And yet, here I sit, whining about how I hate being a grown-up. How I miss summer vacation. How I miss performing in Disney's High School Musical with everyone. How I miss listening to music and journaling all day long. I have no idea why. Maybe it's because it's July and I should be swimming and playing outside. I have experienced full-time work for the first time in my life and I got so caught up in that, that I almost forgot it was summer. Sitting in an office at a computer was not what I wanted for my life, but it's what will do for now as we save up for a life together. *Sigh* Do we all wish to be kids again? I love having Paul. If I could have that and be a kid at the same time, I think that would be my idea of heaven. And maybe that's what heaven is like. A life as a child with no stress or worldly obligations such as work, bills, or health problems.

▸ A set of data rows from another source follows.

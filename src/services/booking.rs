use chrono::{DateTime, Datelike, Duration, Utc};
use rand::Rng;
use tracing::{debug, error, info, warn};

use crate::config::BookingSettings;
use crate::error::{AppError, AppResult};
use crate::models::appointment::{
    Appointment, AppointmentDetails, AppointmentFilter, AppointmentList, AppointmentStatus,
    BookingRequest, StatusChange, StatusChangeRequest,
};
use crate::models::availability::{
    BusinessHoursView, CalendarCheckRequest, CalendarCheckResponse, CalendarConflict,
    CalendarSlots, CalendarSlotsQuery,
};
use crate::models::common::PaginationParams;
use crate::models::stylist::{DayOfWeek, WorkHours};
use crate::services::availability::{
    closed_reason, load_bookable_stylist, parse_date, resolve_service_duration,
};
use crate::services::store::{Repository, Reservation, StatusUpdate};
use crate::services::time_slots::{
    conflicting_appointments, day_bounds, generate_time_windows, localize, TimeRange,
};

pub const MIN_DURATION_MINUTES: u32 = 15;
pub const MAX_DURATION_MINUTES: u32 = 240;
pub const DURATION_STEP_MINUTES: u32 = 15;

const DEFAULT_STATUS_REASON: &str = "No reason provided";
const BOOKING_CODE_CHARS: &[u8] = b"0123456789ABCDEFGHIJKLMNOPQRSTUVWXYZ";

fn parse_timestamp(raw: &str, field: &str) -> AppResult<DateTime<Utc>> {
    DateTime::parse_from_rfc3339(raw.trim())
        .map(|time| time.with_timezone(&Utc))
        .map_err(|e| AppError::Validation(format!("Invalid {} '{}': {}", field, raw, e)))
}

pub fn validate_duration(minutes: u32) -> AppResult<()> {
    if !(MIN_DURATION_MINUTES..=MAX_DURATION_MINUTES).contains(&minutes) {
        return Err(AppError::Validation(format!(
            "Duration must be between {} and {} minutes",
            MIN_DURATION_MINUTES, MAX_DURATION_MINUTES
        )));
    }

    if minutes % DURATION_STEP_MINUTES != 0 {
        return Err(AppError::Validation(format!(
            "Duration must be in {}-minute increments",
            DURATION_STEP_MINUTES
        )));
    }

    Ok(())
}

// Booking numbers look like APT-1711962000000-K3ZQ
pub fn generate_booking_number(now: DateTime<Utc>) -> String {
    let mut rng = rand::thread_rng();
    let code: String = (0..4)
        .map(|_| BOOKING_CODE_CHARS[rng.gen_range(0..BOOKING_CODE_CHARS.len())] as char)
        .collect();

    format!("APT-{}-{}", now.timestamp_millis(), code)
}

fn generate_appointment_id(now: DateTime<Utc>) -> String {
    format!("{:x}{:08x}", now.timestamp_millis(), rand::thread_rng().gen::<u32>())
}

/// Book an appointment if the stylist can take it at the requested time.
///
/// The final overlap check happens inside the store together with the
/// insert, so two concurrent requests for the same slot cannot both win.
pub fn book_appointment(
    repo: &dyn Repository,
    settings: &BookingSettings,
    request: &BookingRequest,
    now: DateTime<Utc>,
) -> AppResult<Appointment> {
    let stylist_id = request.stylist_id.trim();
    if stylist_id.is_empty() {
        return Err(AppError::Validation("Stylist ID is required".to_string()));
    }

    let start = parse_timestamp(&request.start, "start time")?;

    let duration_minutes = match request.duration_minutes {
        Some(minutes) => {
            validate_duration(minutes)?;
            minutes
        }
        None => resolve_service_duration(repo, settings, request.service_id.as_deref())?
            .occupied_minutes(),
    };

    if start <= now {
        return Err(AppError::Validation(
            "Appointment time must be in the future".to_string(),
        ));
    }

    let (_, schedule) = load_bookable_stylist(repo, stylist_id)?;

    let local = start.with_timezone(&settings.timezone);
    let date = local.date_naive();
    if let Some(reason) = closed_reason(&schedule, date) {
        info!(
            "Rejecting booking for stylist {} on {}: {}",
            stylist_id, date, reason
        );
        return Err(AppError::Conflict(format!(
            "Stylist is unavailable on {}: {}",
            date, reason
        )));
    }

    let time = local.time();
    if !schedule.work_hours.contains(time) || schedule.work_hours.in_break(time) {
        return Err(AppError::Conflict(format!(
            "Requested time {} is outside the stylist's working hours",
            time.format("%H:%M")
        )));
    }

    let appointment = Appointment {
        id: generate_appointment_id(now),
        booking_number: generate_booking_number(now),
        stylist_id: stylist_id.to_string(),
        service_id: request.service_id.clone(),
        // Blank names are stored as absent
        customer_name: request
            .customer_name
            .as_deref()
            .map(str::trim)
            .filter(|name| !name.is_empty())
            .map(str::to_string),
        start,
        duration_minutes,
        status: AppointmentStatus::Pending,
        created_at: now,
        updated_at: now,
    };

    match repo.reserve_if_free(appointment, settings.booking_buffer())? {
        Reservation::Reserved(appointment) => {
            info!(
                "Booked appointment {} ({}) for stylist {} at {}",
                appointment.booking_number, appointment.id, appointment.stylist_id, appointment.start
            );
            Ok(appointment)
        }
        Reservation::Conflict(existing) => {
            warn!(
                "Booking for stylist {} at {} overlaps {} existing appointments",
                stylist_id,
                start,
                existing.len()
            );
            Err(AppError::Conflict(
                "This time slot is already booked for the selected stylist".to_string(),
            ))
        }
    }
}

// Apply a status transition and record it in the history
pub fn change_status(
    repo: &dyn Repository,
    appointment_id: &str,
    request: &StatusChangeRequest,
    now: DateTime<Utc>,
) -> AppResult<(Appointment, StatusChange)> {
    let current = repo
        .find_appointment_by_id(appointment_id)?
        .ok_or_else(|| AppError::NotFound(format!("Appointment {} not found", appointment_id)))?;

    if !current.status.can_transition_to(request.status) {
        return Err(AppError::Conflict(format!(
            "Cannot change appointment status from {} to {}",
            current.status, request.status
        )));
    }

    let reason = request
        .reason
        .as_deref()
        .map(str::trim)
        .filter(|reason| !reason.is_empty())
        .unwrap_or(DEFAULT_STATUS_REASON);

    match repo.update_appointment_status(appointment_id, current.status, request.status, reason, now)? {
        StatusUpdate::Updated {
            appointment,
            change,
        } => {
            info!(
                "Appointment {} moved from {} to {}",
                appointment_id, change.previous_status, change.status
            );
            Ok((appointment, change))
        }
        StatusUpdate::NotFound => Err(AppError::NotFound(format!(
            "Appointment {} not found",
            appointment_id
        ))),
        StatusUpdate::Stale(actual) => {
            error!(
                "Appointment {} changed to {} while updating from {}",
                appointment_id, actual, current.status
            );
            Err(AppError::Conflict(format!(
                "Appointment status changed concurrently to {}",
                actual
            )))
        }
    }
}

pub fn appointment_details(
    repo: &dyn Repository,
    appointment_id: &str,
) -> AppResult<AppointmentDetails> {
    let appointment = repo
        .find_appointment_by_id(appointment_id)?
        .ok_or_else(|| AppError::NotFound(format!("Appointment {} not found", appointment_id)))?;
    let status_history = repo.status_history(appointment_id)?;

    Ok(AppointmentDetails {
        end: appointment.end(),
        appointment,
        status_history,
    })
}

// List every appointment of a stylist on a date, cancelled ones included
pub fn list_stylist_appointments(
    repo: &dyn Repository,
    settings: &BookingSettings,
    stylist_id: &str,
    date: &str,
    pagination: &PaginationParams,
) -> AppResult<AppointmentList> {
    if repo.find_stylist_by_id(stylist_id)?.is_none() {
        return Err(AppError::NotFound(format!("Stylist {} not found", stylist_id)));
    }

    let date = parse_date(date)?;
    let (starts_from, starts_before) = day_bounds(&settings.timezone, date).ok_or_else(|| {
        AppError::Validation(format!("Date {} cannot be resolved in {}", date, settings.timezone))
    })?;

    let mut appointments = repo.find_appointments(&AppointmentFilter {
        stylist_id: Some(stylist_id.to_string()),
        starts_from: Some(starts_from),
        starts_before: Some(starts_before),
        exclude_statuses: Vec::new(),
    })?;
    appointments.sort_by_key(|appointment| appointment.start);

    Ok(AppointmentList {
        stylist_id: stylist_id.to_string(),
        date: date.format("%Y-%m-%d").to_string(),
        total_count: appointments.len(),
        page: pagination.page(),
        page_size: pagination.page_size(),
        appointments: pagination.apply(&appointments),
    })
}

/// Quick check of a single start time against business hours and the
/// calendar, optionally for one stylist only.
pub fn calendar_check(
    repo: &dyn Repository,
    settings: &BookingSettings,
    request: &CalendarCheckRequest,
    now: DateTime<Utc>,
) -> AppResult<CalendarCheckResponse> {
    let start = parse_timestamp(&request.date, "date")?;
    if request.duration == 0 {
        return Err(AppError::Validation(
            "Duration must be greater than zero".to_string(),
        ));
    }

    let local = start.with_timezone(&settings.timezone);
    let hours = &settings.business_hours;
    let business_hours = hours.days.contains(&DayOfWeek::from(local.weekday()))
        && local.time() >= hours.open
        && local.time() < hours.close;
    let is_future = start > now;

    let candidate = TimeRange::starting_at(start, request.duration);
    let buffer = settings.calendar_check_buffer();

    // Anything starting up to a day earlier could still run into the candidate
    let nearby = repo.find_appointments(&AppointmentFilter {
        stylist_id: request.stylist_id.clone(),
        starts_from: Some(candidate.start - buffer - Duration::days(1)),
        starts_before: Some(candidate.end + buffer),
        exclude_statuses: vec![AppointmentStatus::Cancelled],
    })?;

    let conflicts: Vec<CalendarConflict> = conflicting_appointments(&candidate, &nearby, buffer)
        .into_iter()
        .map(|appointment| CalendarConflict {
            id: appointment.id.clone(),
            stylist_id: appointment.stylist_id.clone(),
            start: appointment.start,
            service_id: appointment.service_id.clone(),
        })
        .collect();

    debug!(
        "Calendar check at {}: business hours={}, future={}, conflicts={}",
        start,
        business_hours,
        is_future,
        conflicts.len()
    );

    Ok(CalendarCheckResponse {
        available: business_hours && is_future && conflicts.is_empty(),
        conflicts,
        business_hours,
        is_future,
        requested_time: request.date.clone(),
        duration: request.duration,
    })
}

/// Open start times across the shop (or one stylist) on a date.
///
/// Candidates step through business hours at the slot interval. A candidate
/// stays open when it is in the future and no live appointment starts within
/// the default service duration of it. Closed business days have no slots.
pub fn calendar_slots(
    repo: &dyn Repository,
    settings: &BookingSettings,
    query: &CalendarSlotsQuery,
    now: DateTime<Utc>,
) -> AppResult<CalendarSlots> {
    let raw_date = query
        .date
        .as_deref()
        .map(str::trim)
        .filter(|date| !date.is_empty())
        .ok_or_else(|| AppError::Validation("Date parameter is required".to_string()))?;
    let date = parse_date(raw_date)?;

    let hours = &settings.business_hours;
    let business_day = hours.days.contains(&DayOfWeek::of(date));
    let window = WorkHours {
        start_time: hours.open,
        end_time: hours.close,
        break_start: None,
        break_end: None,
    };

    let candidates: Vec<DateTime<Utc>> = if business_day {
        generate_time_windows(date, &window, settings.slot_interval())
            .into_iter()
            .filter_map(|local| localize(&settings.timezone, local))
            .collect()
    } else {
        Vec::new()
    };

    let spacing = Duration::minutes(i64::from(settings.default_service_duration));
    let existing = match (candidates.first(), candidates.last()) {
        (Some(first), Some(last)) => repo.find_appointments(&AppointmentFilter {
            stylist_id: query.stylist_id.clone(),
            starts_from: Some(*first - spacing),
            starts_before: Some(*last + spacing),
            exclude_statuses: vec![AppointmentStatus::Cancelled],
        })?,
        _ => Vec::new(),
    };

    let available_slots: Vec<DateTime<Utc>> = candidates
        .into_iter()
        .filter(|slot| {
            *slot > now
                && existing.iter().all(|appointment| {
                    let gap = if appointment.start > *slot {
                        appointment.start - *slot
                    } else {
                        *slot - appointment.start
                    };
                    gap >= spacing
                })
        })
        .collect();

    debug!(
        "Calendar slots on {}: {} open, {} appointments nearby",
        date,
        available_slots.len(),
        existing.len()
    );

    Ok(CalendarSlots {
        date: date.format("%Y-%m-%d").to_string(),
        available_slots,
        business_hours: BusinessHoursView {
            start: hours.open,
            end: hours.close,
        },
    })
}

Yes, I'm having one of those days today. Questioning my future. Questioning my desires. Questioning myself and my passions. Putting one foot in front of the other and trusting that God knows best. It's just so difficult to sit "here" when you want to be "there." Wherever "there" is...I have no idea.

Another day goes by...

Thursday, April 23, 2009

When did I grow up?

I stayed home today because my body was screaming at me to do so. I've been running myself ragged for over a month and my immune system is definitely showing it. But it was nice to get a chance to sleep in, clean my messy room, put away laundry that has been sitting for a week, and do some ironing. *Sigh*

Sometimes I wonder whose life I'm leading since it's changed so drastically in one year. Can you believe that one year ago I was getting ready to graduate college? I can't. It seems like yesterday, but at the same time, it feels like forever ago. I'm now getting ready for marriage. It's weird how life works. You get used to something for a few years and then suddenly, your life takes a turn and you're older. Most people, like me, are in gradeschool for 6-7 years, then junior high for 2-3 years, high school for 4 years, and then college for 4-6, and some people continue schooling for 2-5 more years after that. Each time you reach a new level of education, your environment changes, your mindset changes. And each time, you have to get used to the person you are becoming.

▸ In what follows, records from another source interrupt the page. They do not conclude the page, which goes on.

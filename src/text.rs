//! The plain-text automaton format.
//!
//! Tokens are separated by whitespace:
//!
//! ```text
//! 3            number of states, then the labels
//! q0 q1 q2
//! 2            number of symbols, then the symbols
//! a b
//! 3            number of transitions, then the transitions
//! q0 a q1
//! q1 b q2
//! q2 a q1
//! q0           initial state
//! 1            number of final states, then the labels
//! q2
//! ```
//!
//! For an NFA each transition line is `state symbol target...` and lists all
//! targets of that pair; the transition count is the total number of targets.
//! A DFA transition that is undefined is simply not listed.

use std::fmt::Write as _;
use std::str::FromStr;

use crate::alphabet::Symbol;
use crate::builder::{DfaBuilder, NfaBuilder};
use crate::dfa::Dfa;
use crate::nfa::Nfa;
use crate::{Error, Result};

struct Tokens<'a> {
    lines: Vec<Vec<&'a str>>,
    line: usize,
    column: usize,
}

impl<'a> Tokens<'a> {
    fn new(input: &'a str) -> Self {
        Self {
            lines: input
                .lines()
                .map(|line| line.split_whitespace().collect())
                .collect(),
            line: 0,
            column: 0,
        }
    }

    fn skip_exhausted_lines(&mut self) {
        while self.line < self.lines.len() && self.column >= self.lines[self.line].len() {
            self.line += 1;
            self.column = 0;
        }
    }

    fn next(&mut self, what: &'static str) -> Result<&'a str> {
        self.skip_exhausted_lines();
        let token = self
            .lines
            .get(self.line)
            .and_then(|line| line.get(self.column))
            .copied()
            .ok_or(Error::UnexpectedEndOfInput(what))?;
        self.column += 1;
        Ok(token)
    }

    /// The tokens left on the line of the last token read.
    fn rest_of_line(&mut self, what: &'static str) -> Result<&[&'a str]> {
        let rest = self
            .lines
            .get(self.line)
            .map(|line| &line[self.column.min(line.len())..])
            .unwrap_or(&[]);
        if rest.is_empty() {
            return Err(Error::UnexpectedEndOfInput(what));
        }
        self.column += rest.len();
        Ok(rest)
    }

    fn count(&mut self, what: &'static str) -> Result<usize> {
        let token = self.next(what)?;
        token
            .parse()
            .map_err(|_| Error::InvalidCount(token.to_owned()))
    }

    fn symbol(&mut self) -> Result<Symbol> {
        parse_symbol(self.next("symbol")?)
    }

    fn finish(mut self) -> Result<()> {
        self.skip_exhausted_lines();
        match self.lines.get(self.line).and_then(|line| line.get(self.column)) {
            Some(token) => Err(Error::TrailingInput((*token).to_owned())),
            None => Ok(()),
        }
    }
}

fn parse_symbol(token: &str) -> Result<Symbol> {
    let mut chars = token.chars();
    match (chars.next(), chars.next()) {
        (Some(symbol), None) => Ok(symbol),
        _ => Err(Error::InvalidSymbol(token.to_owned())),
    }
}

impl FromStr for DfaBuilder {
    type Err = Error;

    fn from_str(input: &str) -> Result<Self> {
        let mut tokens = Tokens::new(input);
        let mut builder = DfaBuilder::new();
        for _ in 0..tokens.count("number of states")? {
            builder.insert_state(tokens.next("state")?);
        }
        for _ in 0..tokens.count("number of symbols")? {
            builder.insert_symbol(tokens.symbol()?);
        }
        for _ in 0..tokens.count("number of transitions")? {
            let source = tokens.next("transition source")?;
            let symbol = tokens.symbol()?;
            let target = tokens.next("transition target")?;
            builder
                .insert_symbol(symbol)
                .insert_transition(source, symbol, target);
        }
        builder.set_initial_state(tokens.next("initial state")?);
        for _ in 0..tokens.count("number of final states")? {
            builder.insert_final_state(tokens.next("final state")?);
        }
        tokens.finish()?;
        Ok(builder)
    }
}

impl FromStr for NfaBuilder {
    type Err = Error;

    fn from_str(input: &str) -> Result<Self> {
        let mut tokens = Tokens::new(input);
        let mut builder = NfaBuilder::new();
        for _ in 0..tokens.count("number of states")? {
            builder.insert_state(tokens.next("state")?);
        }
        for _ in 0..tokens.count("number of symbols")? {
            builder.insert_symbol(tokens.symbol()?);
        }
        let declared = tokens.count("number of transitions")?;
        let mut remaining = declared;
        while remaining > 0 {
            let source = tokens.next("transition source")?;
            let symbol = tokens.symbol()?;
            let targets = tokens.rest_of_line("transition targets")?;
            // the count is of individual triples
            if targets.len() > remaining {
                return Err(Error::InvalidCount(declared.to_string()));
            }
            for target in targets {
                builder.insert_transition(source, symbol, target);
            }
            remaining -= targets.len();
        }
        builder.set_initial_state(tokens.next("initial state")?);
        for _ in 0..tokens.count("number of final states")? {
            builder.insert_final_state(tokens.next("final state")?);
        }
        tokens.finish()?;
        Ok(builder)
    }
}

/// Reads and validates a DFA.
pub fn parse_dfa(input: &str) -> Result<Dfa> {
    input.parse::<DfaBuilder>()?.build()
}

/// Reads and validates an NFA.
pub fn parse_nfa(input: &str) -> Result<Nfa> {
    input.parse::<NfaBuilder>()?.build()
}

fn write_header(out: &mut String, labels: &[String], symbols: &[Symbol]) {
    let symbols: Vec<String> = symbols.iter().map(|s| s.to_string()).collect();
    let _ = writeln!(out, "{}\n{}", labels.len(), labels.join(" "));
    let _ = writeln!(out, "{}\n{}", symbols.len(), symbols.join(" "));
}

fn write_footer(out: &mut String, initial: &str, finals: &[&str]) {
    let _ = writeln!(out, "{}", initial);
    let _ = writeln!(out, "{}\n{}", finals.len(), finals.join(" "));
}

impl Dfa {
    /// Writes the automaton in the text format, listing only defined transitions.
    pub fn to_text(&self) -> String {
        let mut out = String::new();
        write_header(&mut out, self.labels(), self.alphabet().as_slice());
        let _ = writeln!(out, "{}", self.transition_count());
        for (source, symbol, target) in self.transitions() {
            let _ = writeln!(out, "{} {} {}", self.label(source), symbol, self.label(target));
        }
        let finals: Vec<&str> = self
            .states()
            .filter(|state| self.is_final_state(*state))
            .map(|state| self.label(state))
            .collect();
        write_footer(&mut out, self.label(self.get_initial_state()), &finals);
        out
    }
}

impl Nfa {
    /// Writes the automaton in the text format, one line per `(state, symbol)`.
    pub fn to_text(&self) -> String {
        let mut out = String::new();
        write_header(&mut out, self.labels(), self.alphabet().as_slice());
        let _ = writeln!(out, "{}", self.transition_count());
        for (source, symbol, targets) in self.transitions() {
            let targets: Vec<&str> = targets.iter().map(|t| self.label(*t)).collect();
            let _ = writeln!(out, "{} {} {}", self.label(source), symbol, targets.join(" "));
        }
        let finals: Vec<&str> = self
            .states()
            .filter(|state| self.is_final_state(*state))
            .map(|state| self.label(state))
            .collect();
        write_footer(&mut out, self.label(self.get_initial_state()), &finals);
        out
    }
}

I've noticed over and over again that I am not the Emily of a year ago. God did some MAJOR changes to my heart and mind this year and oddly enough, it began shortly after I escaped the grip of education. I no longer could look to the instituation of education to define me. I wasn't a freshman, sophomore, junior, or senior any more. I wasn't a cheerleader, band-o, SETO officer, or theatre major. I eventually started to lose the title of "actress" as well. I had to learn how to be Emily Rose. Just me. And let me tell you....it's hard to find yourself when you have been told who you are by someone else your whole life. I'm reminded of the labeling every single time I log onto facebook and I'm bombarded by people from my past. Pictures, stories of cast-parties, and people complaining about writing papers and freaking out about projects that are due. I work now. Yep. I spend my days working in an office, in front of a computer and answering phones. A job I NEVER thought I would be good at, let alone enjoy. But I do and that weirds me out to no end! :) I also spend my nights volunteering at church. Performing silly skits for the kids in the Kids of Faith Ministry and singing with the youth band, Innerlight. And in between work and church, I spend time with my best friend, my fiance, Paul.

I have come to a place where it's okay that I don't have a million friends that I spend all my time with. I'm completely content with what and who God has given me to play out my days. My life is simple, yet it keeps me busy. I am who I am and I wouldn't ever want to change that.

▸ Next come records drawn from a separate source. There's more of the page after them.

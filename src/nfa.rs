//! Validated nondeterministic finite automata.

use std::fmt;

use bincode::{config, Decode, Encode};
use rustc_hash::{FxHashMap as HashMap, FxHashSet as HashSet};

use crate::alphabet::{Alphabet, Symbol};
use crate::state::{check_state, StateId, StateSet};
use crate::{Error, Result};

/// An NFA whose states, symbols and transitions are known to be consistent.
///
/// Values of this type are only produced by [`crate::NfaBuilder::build`] or a
/// checked [`Nfa::from_binary`], so every `StateId` stored here indexes into
/// `labels`.
#[derive(Debug, Clone, PartialEq, Encode, Decode)]
pub struct Nfa {
    labels: Vec<String>,
    alphabet: Alphabet,
    initial_state: StateId,
    final_states: HashSet<StateId>,
    transitions: HashMap<StateId, HashMap<Symbol, Vec<StateId>>>,
}

impl Nfa {
    pub(crate) fn from_parts(
        labels: Vec<String>,
        alphabet: Alphabet,
        initial_state: StateId,
        final_states: HashSet<StateId>,
        transitions: HashMap<StateId, HashMap<Symbol, Vec<StateId>>>,
    ) -> Self {
        Self {
            labels,
            alphabet,
            initial_state,
            final_states,
            transitions,
        }
    }

    pub fn num_states(&self) -> usize {
        self.labels.len()
    }

    pub fn states(&self) -> impl ExactSizeIterator<Item = StateId> {
        (0..self.labels.len()).map(StateId::new)
    }

    pub fn alphabet(&self) -> &Alphabet {
        &self.alphabet
    }

    pub fn label(&self, state: StateId) -> &str {
        &self.labels[state.index()]
    }

    pub fn labels(&self) -> &[String] {
        &self.labels
    }

    pub fn state_id(&self, label: &str) -> Option<StateId> {
        self.labels
            .iter()
            .position(|l| l == label)
            .map(StateId::new)
    }

    pub fn get_initial_state(&self) -> StateId {
        self.initial_state
    }

    pub fn is_initial_state(&self, state: StateId) -> bool {
        state == self.initial_state
    }

    pub fn get_final_states(&self) -> &HashSet<StateId> {
        &self.final_states
    }

    pub fn is_final_state(&self, state: StateId) -> bool {
        self.final_states.contains(&state)
    }

    pub fn get_transitions(&self) -> &HashMap<StateId, HashMap<Symbol, Vec<StateId>>> {
        &self.transitions
    }

    /// The successors of `state` on `symbol`, possibly none.
    pub fn successors(&self, state: StateId, symbol: Symbol) -> &[StateId] {
        self.transitions
            .get(&state)
            .and_then(|trans| trans.get(&symbol))
            .map(Vec::as_slice)
            .unwrap_or(&[])
    }

    /// Union of the successors of every state in `states` on `symbol`.
    pub fn next_states(&self, states: &StateSet, symbol: Symbol) -> StateSet {
        let mut next = StateSet::new();
        for &state in states {
            next.extend(self.successors(state, symbol));
        }
        next
    }

    pub fn contains_final_state(&self, states: &StateSet) -> bool {
        states.iter().any(|state| self.is_final_state(*state))
    }

    /// Number of individual `(source, symbol, destination)` triples.
    pub fn transition_count(&self) -> usize {
        self.transitions
            .values()
            .flat_map(HashMap::values)
            .map(Vec::len)
            .sum()
    }

    /// All non-empty transition entries, ordered by state and then symbol.
    pub fn transitions(&self) -> impl Iterator<Item = (StateId, Symbol, &[StateId])> + '_ {
        self.states().flat_map(move |state| {
            self.alphabet.iter().filter_map(move |symbol| {
                let targets = self.successors(state, symbol);
                (!targets.is_empty()).then_some((state, symbol, targets))
            })
        })
    }

    /// The `M = ({states}, {symbols}, d, q0, {finals})` tuple notation.
    pub fn formal(&self) -> String {
        let states: Vec<&str> = self.labels.iter().map(String::as_str).collect();
        let symbols: Vec<String> = self.alphabet.iter().map(String::from).collect();
        let finals: Vec<&str> = self
            .states()
            .filter(|state| self.is_final_state(*state))
            .map(|state| self.label(state))
            .collect();
        let mut out = format!(
            "M = ({{{}}}, {{{}}}, d, {}, {{{}}})\nd = {{\n",
            states.join(", "),
            symbols.join(", "),
            self.label(self.initial_state),
            finals.join(", ")
        );
        for (state, symbol, targets) in self.transitions() {
            let targets: Vec<&str> = targets.iter().map(|t| self.label(*t)).collect();
            out.push_str(&format!(
                "\t({}, {}) -> {{{}}}\n",
                self.label(state),
                symbol,
                targets.join(", ")
            ));
        }
        out.push_str("}\n");
        out
    }

    pub fn to_binary(&self) -> Result<Vec<u8>> {
        Ok(bincode::encode_to_vec(self, config::standard())?)
    }

    /// Decodes an automaton written by [`Nfa::to_binary`], rejecting payloads
    /// whose handles or symbols do not fit together.
    pub fn from_binary(binary_data: &[u8]) -> Result<Self> {
        let (nfa, _): (Nfa, usize) = bincode::decode_from_slice(binary_data, config::standard())?;
        nfa.check()?;
        Ok(nfa)
    }

    fn check(&self) -> Result<()> {
        let num_states = self.labels.len();
        if !self.alphabet.is_canonical() {
            return Err(Error::InconsistentAutomaton(
                "alphabet is not sorted and unique".to_owned(),
            ));
        }
        check_state(self.initial_state, num_states, "initial state")?;
        for state in &self.final_states {
            check_state(*state, num_states, "final state")?;
        }
        for (source, row) in &self.transitions {
            check_state(*source, num_states, "transition source")?;
            for (symbol, targets) in row {
                if !self.alphabet.contains(*symbol) {
                    return Err(Error::InconsistentAutomaton(format!(
                        "transition symbol {:?} outside the alphabet",
                        symbol
                    )));
                }
                for target in targets {
                    check_state(*target, num_states, "transition target")?;
                }
            }
        }
        Ok(())
    }

    fn cell(&self, state: StateId, symbol: Symbol) -> String {
        let targets = self.successors(state, symbol);
        if targets.is_empty() {
            return String::new();
        }
        let targets: Vec<&str> = targets.iter().map(|t| self.label(*t)).collect();
        format!("{{{}}}", targets.join(","))
    }
}

impl fmt::Display for Nfa {
    fn fmt(&self, f: &mut fmt::Formatter<'_>) -> fmt::Result {
        let label_width = self.labels.iter().map(String::len).max().unwrap_or(0);
        let widths: Vec<usize> = self
            .alphabet
            .iter()
            .map(|symbol| {
                self.states()
                    .map(|state| self.cell(state, symbol).len())
                    .max()
                    .unwrap_or(0)
                    .max(1)
            })
            .collect();

        write!(f, "{:width$} ||", "", width = label_width + 3)?;
        for (symbol, width) in self.alphabet.iter().zip(&widths) {
            write!(f, " {:width$} ", symbol, width = *width)?;
        }
        writeln!(f)?;
        write!(f, "{}++", "-".repeat(label_width + 4))?;
        for width in &widths {
            write!(f, "{}", "-".repeat(width + 2))?;
        }
        writeln!(f)?;

        for state in self.states() {
            let marker = if self.is_initial_state(state) {
                "->"
            } else if self.is_final_state(state) {
                " *"
            } else {
                "  "
            };
            write!(
                f,
                "{} {:width$} ||",
                marker,
                self.label(state),
                width = label_width
            )?;
            for (symbol, width) in self.alphabet.iter().zip(&widths) {
                write!(f, " {:width$} ", self.cell(state, symbol), width = *width)?;
            }
            writeln!(f)?;
        }
        Ok(())
    }
}

#[cfg(test)]
mod tests {
    use rustc_hash::{FxHashMap as HashMap, FxHashSet as HashSet};

    use crate::{NfaBuilder, StateId};

    fn sample() -> crate::Nfa {
        let mut builder = NfaBuilder::new();
        builder
            .insert_states(["q0", "q1", "q2"])
            .insert_symbols(['a', 'b'])
            .insert_transition("q0", 'a', "q0")
            .insert_transition("q0", 'a', "q1")
            .insert_transition("q1", 'b', "q2")
            .set_initial_state("q0")
            .insert_final_state("q2");
        builder.build().unwrap()
    }

    #[test]
    fn successor_sets_are_unioned() {
        let nfa = sample();
        let q0 = nfa.state_id("q0").unwrap();
        let q1 = nfa.state_id("q1").unwrap();
        let q2 = nfa.state_id("q2").unwrap();
        assert_eq!(nfa.successors(q0, 'a'), &[q0, q1]);
        assert!(nfa.successors(q0, 'b').is_empty());
        let next = nfa.next_states(&[q0, q1].into_iter().collect(), 'b');
        assert_eq!(next.into_iter().collect::<Vec<_>>(), vec![q2]);
        assert_eq!(nfa.transition_count(), 3);
    }

    #[test]
    fn table_marks_initial_and_final_states() {
        let table = sample().to_string();
        println!("{}", table);
        let lines: Vec<&str> = table.lines().collect();
        assert_eq!(lines.len(), 5);
        assert!(lines[2].starts_with("-> q0"));
        assert!(lines[2].contains("{q0,q1}"));
        assert!(lines[4].starts_with(" * q2"));
    }

    #[test]
    fn formal_notation_lists_every_component() {
        let formal = sample().formal();
        assert!(formal.starts_with("M = ({q0, q1, q2}, {a, b}, d, q0, {q2})"));
        assert!(formal.contains("(q0, a) -> {q0, q1}"));
    }

    #[test]
    fn binary_format_preserves_the_automaton() {
        let nfa = sample();
        let data = nfa.to_binary().unwrap();
        assert_eq!(crate::Nfa::from_binary(&data).unwrap(), nfa);
    }

    #[test]
    fn binary_format_rejects_dangling_targets() {
        let labels = vec!["q0".to_owned(), "q1".to_owned()];
        let finals: HashSet<StateId> = HashSet::from_iter([StateId::new(1)]);
        let transitions: HashMap<StateId, HashMap<char, Vec<StateId>>> = HashMap::from_iter([(
            StateId::new(0),
            HashMap::from_iter([('a', vec![StateId::new(1), StateId::new(9)])]),
        )]);
        let parts = (labels, vec!['a'], StateId::new(0), finals, transitions);
        let data = bincode::encode_to_vec(parts, bincode::config::standard()).unwrap();
        let err = crate::Nfa::from_binary(&data).unwrap_err();
        assert!(err.is_structural());
    }
}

*Sigh* I'm not really sure what this blog was about, but I know that every time I catch a glimpse of my past on facebook, I feel the need to announce the change that has entered my life. I don't party anymore, I don't really act in plays or musicals (or even have the desire...which is REALLY weird), I don't really enjoy watching plays anymore either (I don't know why that is either). I have reached another level of life called ADULTHOOD.

But I'm left wondering...when did I grow up?

Wednesday, November 19, 2008

At 23, I should be planning a wedding, not a funeral...

So these past few days have been the longest yet fastest days of my life. I can't believe it's already Thursday. I feel like I blinked and it went from Monday to today in just the matter of seconds. But at the same time, I feel like this whole ordeal has been hanging over my head for forever and a day. Each day that passed brought more news and more closure in some odd way. But I'm still finding myself in the heaviest daze and still questioning when I will wake up and the nightmare will finally be over.

Today (Wednesday, I still haven't gone to sleep yet) would have been difficult for pretty much anyone, but at 23, no one should ever have to visit a family attorney because you're not sure if the family is going to try to take what's rightfully your's out of your hands (found out that my brother and I are the 2 beneficiaries on my dad's life insurance, 401K, and the rest of his assets-I get the pleasure of selling the house! Lucky me!), go through paperwork with an IL State cop at your dead father's house that smells like him and not get too frustrated that the beer was still around the kitchen, get THE call from the St. Claire County Coroner's office, make funeral arrangements (pick out the urn, flowers, mass music, remembrance cards, make a memory board with pictures, and find items that remind us all of him), and sign your lovely name on the dotted line to pay for the $5,000 joyous occasion. *I use my sarcasm and sense of humor as a way to cope*

On top of all of that, I had to deal with the terribly sad fact that I am not very close to that side of the family and it all began with my parent's divorce. I have been treated like an outsider since I was just a little 10 year old girl. And nothing has changed. I remind them of my my mother more and more every day and that makes certain relationships with that side of the family that much more difficult and tense. My mom was the one lovingly pushing us to go to those family functions for our dad's sake even when we never felt welcome and the hugs or hellos were never as sincere or warm as they should have been. And I think the saddest thing of all is that I love them with all of my heart, but my brother and I were always different from the rest of my cousins. Our parents weren't married anymore and so they chose to take that out on us.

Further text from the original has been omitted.